不多时,青金取了寒瓜回来。没有切做精致的小块儿,而是依照婠婠的嘱咐以一种粗狂的切法将那三只寒瓜切成了半圆瓣,满满的排了一桌子。
切好了那几个冲凉的也都回来了。一群大小丫头婆子连同婠婠团团的围了一大桌。一个个挽了袖子,撸了镯子,捧着瓣凉丝丝的寒瓜啃得开怀。
这种天气,还有什么比窝在冰缸边啃寒瓜更舒适惬意的。

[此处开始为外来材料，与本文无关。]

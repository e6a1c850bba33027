//! 查询构建

pub mod builder;

pub use builder::{BuiltQuery, QueryBuilder};
use serde::Serialize;
use url::Url;

use crate::index::SearchRecord;
use crate::search::MIN_QUERY_LEN;
use crate::urlenc;

/// How much of a record's content a result entry shows.
pub const SNIPPET_LEN: usize = 60;

/// Query parameter carrying the search text across a navigation so the
/// destination page can resume the locate-and-scroll behavior.
pub const HIGHLIGHT_PARAM: &str = "highlight";

/// What selecting a result does.
#[derive(Debug, Clone, PartialEq, Eq, Serialize)]
#[serde(tag = "kind", rename_all = "snake_case")]
pub enum Action {
    /// The match is on the page the query was issued from: locate the text
    /// in place. The UI also clears the input and hides the panel.
    Locate { query: String },

    /// The match is elsewhere: navigate there, carrying the query.
    Navigate { href: String },
}

#[derive(Debug, Clone, PartialEq, Eq, Serialize)]
pub struct ResultEntry {
    pub title: String,
    pub snippet: String,
    pub action: Action,
}

pub fn snippet(content: &str) -> String {
    let head: String = content.chars().take(SNIPPET_LEN).collect();
    format!("{head}...")
}

/// Target address with the query attached as a highlight parameter.
pub fn highlight_href(url: &str, query: &str) -> String {
    let sep = if url.contains('?') { '&' } else { '?' };
    format!(
        "{url}{sep}{HIGHLIGHT_PARAM}={}",
        urlenc::encode_component(query)
    )
}

/// Read the highlight parameter back off an href, absolute or relative.
pub fn highlight_from_href(href: &str) -> Option<String> {
    let parsed = Url::parse(href)
        .or_else(|_| Url::parse("http://localhost/")?.join(href))
        .ok()?;

    parsed
        .query_pairs()
        .find(|(key, _)| key == HIGHLIGHT_PARAM)
        .map(|(_, value)| value.into_owned())
}

pub fn action_for(record: &SearchRecord, current_page: &str, query: &str) -> Action {
    if record.url == current_page {
        Action::Locate {
            query: query.to_string(),
        }
    } else {
        Action::Navigate {
            href: highlight_href(&record.url, query),
        }
    }
}

pub fn render_results(records: &[SearchRecord], current_page: &str, query: &str) -> Vec<ResultEntry> {
    records
        .iter()
        .map(|record| ResultEntry {
            title: record.title.clone(),
            snippet: snippet(&record.content),
            action: action_for(record, current_page, query),
        })
        .collect()
}

/// Visibility of one result panel. `Hidden` and `Showing` are the only
/// states; what the panel shows (results or the empty placeholder) is the
/// search outcome's concern.
#[derive(Debug, Clone, Copy, PartialEq, Eq)]
pub enum PanelState {
    Hidden,
    Showing,
}

#[derive(Debug, Clone, Copy, PartialEq, Eq)]
pub enum PanelEvent {
    /// The input changed. `index_ready` is false until a build has completed.
    QueryChanged { len: usize, index_ready: bool },
    OutsideClick,
    Escape,
    ResultChosen,
    Navigated,
    /// Pointer left the search widget; keeps showing while the input holds
    /// focus.
    PointerLeft { input_focused: bool },
}

impl PanelState {
    pub fn apply(self, event: PanelEvent) -> PanelState {
        match event {
            PanelEvent::QueryChanged { len, index_ready } => {
                if len >= MIN_QUERY_LEN && index_ready {
                    PanelState::Showing
                } else {
                    PanelState::Hidden
                }
            }
            PanelEvent::OutsideClick
            | PanelEvent::Escape
            | PanelEvent::ResultChosen
            | PanelEvent::Navigated => PanelState::Hidden,
            PanelEvent::PointerLeft { input_focused } => {
                if input_focused {
                    self
                } else {
                    PanelState::Hidden
                }
            }
        }
    }
}

#[cfg(test)]
mod tests {
    use super::*;

    fn make_record(title: &str, url: &str, content: &str) -> SearchRecord {
        SearchRecord {
            title: title.to_string(),
            url: url.to_string(),
            content: content.to_string(),
        }
    }

    #[test]
    fn test_snippet_truncates_at_sixty_chars() {
        let content = "a".repeat(100);
        let s = snippet(&content);
        assert_eq!(s.len(), SNIPPET_LEN + 3);
        assert!(s.ends_with("..."));
    }

    #[test]
    fn test_snippet_is_char_safe() {
        let content = "ă".repeat(80);
        let s = snippet(&content);
        assert_eq!(s.chars().count(), SNIPPET_LEN + 3);
    }

    #[test]
    fn test_same_page_locates() {
        let record = make_record("Contact", "contact.html", "contact us today");
        let action = action_for(&record, "contact.html", "cont");
        assert_eq!(
            action,
            Action::Locate {
                query: "cont".to_string()
            }
        );
    }

    #[test]
    fn test_other_page_navigates_with_highlight() {
        let record = make_record("Contact", "contact.html", "contact us today");
        let action = action_for(&record, "index.html", "contact us");
        assert_eq!(
            action,
            Action::Navigate {
                href: "contact.html?highlight=contact%20us".to_string()
            }
        );
    }

    #[test]
    fn test_blog_record_href_appends_with_ampersand() {
        let record = make_record("My Post", "post.html?id=My%20Post", "my post body");
        let action = action_for(&record, "blog.html", "post");
        assert_eq!(
            action,
            Action::Navigate {
                href: "post.html?id=My%20Post&highlight=post".to_string()
            }
        );
    }

    #[test]
    fn test_highlight_roundtrip() {
        let href = highlight_href("despre.html", "echipa noastră");
        assert_eq!(highlight_from_href(&href).as_deref(), Some("echipa noastră"));
    }

    #[test]
    fn test_highlight_from_absolute_href() {
        let found = highlight_from_href("https://example.com/contact.html?highlight=cont");
        assert_eq!(found.as_deref(), Some("cont"));
    }

    #[test]
    fn test_highlight_missing_is_none() {
        assert_eq!(highlight_from_href("contact.html"), None);
        assert_eq!(highlight_from_href("contact.html?id=x"), None);
    }

    #[test]
    fn test_render_carries_title_and_snippet() {
        let records = vec![make_record("Contact", "contact.html", "contact us today")];
        let entries = render_results(&records, "index.html", "cont");
        assert_eq!(entries[0].title, "Contact");
        assert_eq!(entries[0].snippet, "contact us today...");
    }

    // --- panel state machine ---

    #[test]
    fn test_panel_shows_on_valid_query_with_ready_index() {
        let state = PanelState::Hidden.apply(PanelEvent::QueryChanged {
            len: 4,
            index_ready: true,
        });
        assert_eq!(state, PanelState::Showing);
    }

    #[test]
    fn test_panel_stays_hidden_for_short_query() {
        let state = PanelState::Hidden.apply(PanelEvent::QueryChanged {
            len: 2,
            index_ready: true,
        });
        assert_eq!(state, PanelState::Hidden);
    }

    #[test]
    fn test_panel_stays_hidden_before_index_ready() {
        let state = PanelState::Hidden.apply(PanelEvent::QueryChanged {
            len: 10,
            index_ready: false,
        });
        assert_eq!(state, PanelState::Hidden);
    }

    #[test]
    fn test_panel_hides_when_query_shortens() {
        let state = PanelState::Showing.apply(PanelEvent::QueryChanged {
            len: 2,
            index_ready: true,
        });
        assert_eq!(state, PanelState::Hidden);
    }

    #[test]
    fn test_panel_hides_on_dismissal_events() {
        for event in [
            PanelEvent::OutsideClick,
            PanelEvent::Escape,
            PanelEvent::ResultChosen,
            PanelEvent::Navigated,
        ] {
            assert_eq!(PanelState::Showing.apply(event), PanelState::Hidden);
        }
    }

    #[test]
    fn test_pointer_leave_respects_focus() {
        let showing = PanelState::Showing;
        assert_eq!(
            showing.apply(PanelEvent::PointerLeft { input_focused: true }),
            PanelState::Showing
        );
        assert_eq!(
            showing.apply(PanelEvent::PointerLeft {
                input_focused: false
            }),
            PanelState::Hidden
        );
    }
}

当真的是香浮笑语牙生水,凉入衣襟骨有风。
一众人等啃的满足非常,守着一桌子的瓜皮谭大娘才指着门外那晒在太阳地儿里的水瓢道:“夫人,此人该如何处置?”
她拿起湿棉巾擦了擦嘴,干脆的说道:“那就从哪儿来的回哪儿去。”
这句话落在诸人耳中却是有着不同的理解了。
谭大娘道:“夫人是说送她会松鹤院?”
王大娘道:“夫人是说送她回庄子?”
唐大娘最是干脆,“夫人是说送她回老家?”
婠婠的确是想送她回老家的。只不过她想的那个“老家”貌似跟唐大娘说的那个有些不太一样。
婠婠觉得这个问题还是很有必要说详细的,“不是说这是那位老亲兵新收的义女?那就送回到她从前不是那位老亲兵义女的地方去。此般德行,不配与虎威军的将士扯上丝毫干系。”
王大娘点头道:“奴婢即刻找人去查。”
唐大娘却说道:“王姐姐且歇着,此事便就交予我来办。我好好的查个清楚明白,亲自将人送回去。”
难得能有她发挥的地方,唐大娘对此事的热情空前高涨。
婠婠见她一脸的笃定,也就将此事交给了她。
唐大娘的查探手段与王大娘、谭大娘等人的不同。她握紧了最新配置出来的毒药,起身来冲着院里的水瓢直直的走去。
水瓢早已醒了过来,先前顶着一张肿胀无比的脸在烈日下看着屋里的人啃寒瓜,就已然让她有些崩溃。此刻见到唐大娘一脸阴狠的走来,心中便更加的惧怕起来。
唐大娘身上的狠意与她之前见过的不同,这是一种杀过许多人后才能够有的狠。
当唐大娘扬起手,打算以拿手的毒药来问出答案时,水瓢心中的那根弦就先断了。她死命的后退着,口中忙不迭的喊道:“夫人饶我。是县主,是县主!”
唐大娘一心逼问地点,水瓢这答案自然不能令她满意。她上前一步,拎过水瓢,准确的寻找到一个最佳的下毒处便准备动手。婠婠却是唤住了她。
“唐大娘且慢。让她说。”
唐大娘无比遗憾的收了毒药,将这得而又失的试验品拎到了门前处。
水瓢的内心已然崩溃,富贵金银的诱惑终究抵不得命重要。她再不敢有所隐瞒,一五一十的将襄和县主如何找到她,如何训练她,如何给她安插身份等细细的招了出来。
☆、第一百零七章 堵心回去
婠婠听得水瓢诉说了来龙去脉,缓缓的眨了眨眼睛,然后她觉得自己明白了——襄和县主这是要给她添堵?
有人添堵怎么办?那必须得原样儿堵回去的呀。